===== Provided entries
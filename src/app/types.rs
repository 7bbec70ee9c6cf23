// src/app/types.rs
use eframe::egui::TextureHandle;
use serde::Deserialize;

use super::omdb::SearchError;

/// Display fields for one movie, kept exactly as the API returned them.
/// No numeric parsing, no reformatting; "N/A" is a valid value everywhere.
#[derive(Clone, Debug, PartialEq, Eq, Deserialize)]
pub struct MovieDetails {
    #[serde(rename = "Title")]
    pub title: String,
    #[serde(rename = "Year")]
    pub year: String,
    #[serde(rename = "Plot")]
    pub plot: String,
    #[serde(rename = "Poster")]
    pub poster: String,
    #[serde(rename = "imdbRating")]
    pub imdb_rating: String,
    #[serde(rename = "Genre")]
    pub genre: String,
    #[serde(rename = "Director")]
    pub director: String,
    #[serde(rename = "Actors")]
    pub actors: String,
    #[serde(rename = "Runtime")]
    pub runtime: String,
    #[serde(rename = "Released")]
    pub released: String,
}

/// Poster pixels decoded on a worker thread, waiting for a UI-thread upload.
#[derive(Clone, Debug, PartialEq, Eq)]
pub struct DecodedPoster {
    pub width: u32,
    pub height: u32,
    pub rgba: Vec<u8>,
}

/// One successful lookup plus its (lazily uploaded) poster texture.
pub struct MovieCard {
    pub record: MovieDetails,
    pub poster: Option<DecodedPoster>,
    pub tex: Option<TextureHandle>, // UI thread only
}

/// The single request state driving rendering. Exactly one variant is active.
pub enum SearchState {
    Idle,
    Loading,
    Success(MovieCard),
    Failed(String),
}

/// What a worker found for one lookup. A missing poster is not a failure.
pub struct SearchHit {
    pub record: MovieDetails,
    pub poster: Option<DecodedPoster>,
}

/// Cross-thread settlement message. `seq` identifies the submit that started
/// the request; settles for superseded submits are dropped on receipt.
pub struct SearchDone {
    pub seq: u64,
    pub result: Result<SearchHit, SearchError>,
}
==========
What to do:
Set down every entry again, word for word.

Your response:
filename src/app/types.rs
repository 7bbec70ee9c6cf23
// src/app/types.rs
use eframe::egui::TextureHandle;
use serde::Deserialize;

use super::omdb::SearchError;

/// Display fields for one movie, kept exactly as the API returned them.
/// No numeric parsing, no reformatting; "N/A" is a valid value everywhere.
#[derive(Clone, Debug, PartialEq, Eq, Deserialize)]
pub struct MovieDetails {
    #[serde(rename = "Title")]
    pub title: String,
    #[serde(rename = "Year")]
    pub year: String,
    #[serde(rename = "Plot")]
    pub plot: String,
    #[serde(rename = "Poster")]
    pub poster: String,
    #[serde(rename = "imdbRating")]
    pub imdb_rating: String,
    #[serde(rename = "Genre")]
    pub genre: String,
    #[serde(rename = "Director")]
    pub director: String,
    #[serde(rename = "Actors")]
    pub actors: String,
    #[serde(rename = "Runtime")]
    pub runtime: String,
    #[serde(rename = "Released")]
    pub released: String,
}

/// Poster pixels decoded on a worker thread, waiting for a UI-thread upload.
#[derive(Clone, Debug, PartialEq, Eq)]
pub struct DecodedPoster {
    pub width: u32,
    pub height: u32,
    pub rgba: Vec<u8>,
}

/// One successful lookup plus its (lazily uploaded) poster texture.
pub struct MovieCard {
    pub record: MovieDetails,
    pub poster: Option<DecodedPoster>,
    pub tex: Option<TextureHandle>, // UI thread only
}

/// The single request state driving rendering. Exactly one variant is active.
pub enum SearchState {
    Idle,
    Loading,
    Success(MovieCard),
    Failed(String),
}

/// What a worker found for one lookup. A missing poster is not a failure.
pub struct SearchHit {
    pub record: MovieDetails,
    pub poster: Option<DecodedPoster>,
}

/// Cross-thread settlement message. `seq` identifies the submit that started
/// the request; settles for superseded submits are dropped on receipt.
pub struct SearchDone {
    pub seq: u64,
    pub result: Result<SearchHit, SearchError>,
}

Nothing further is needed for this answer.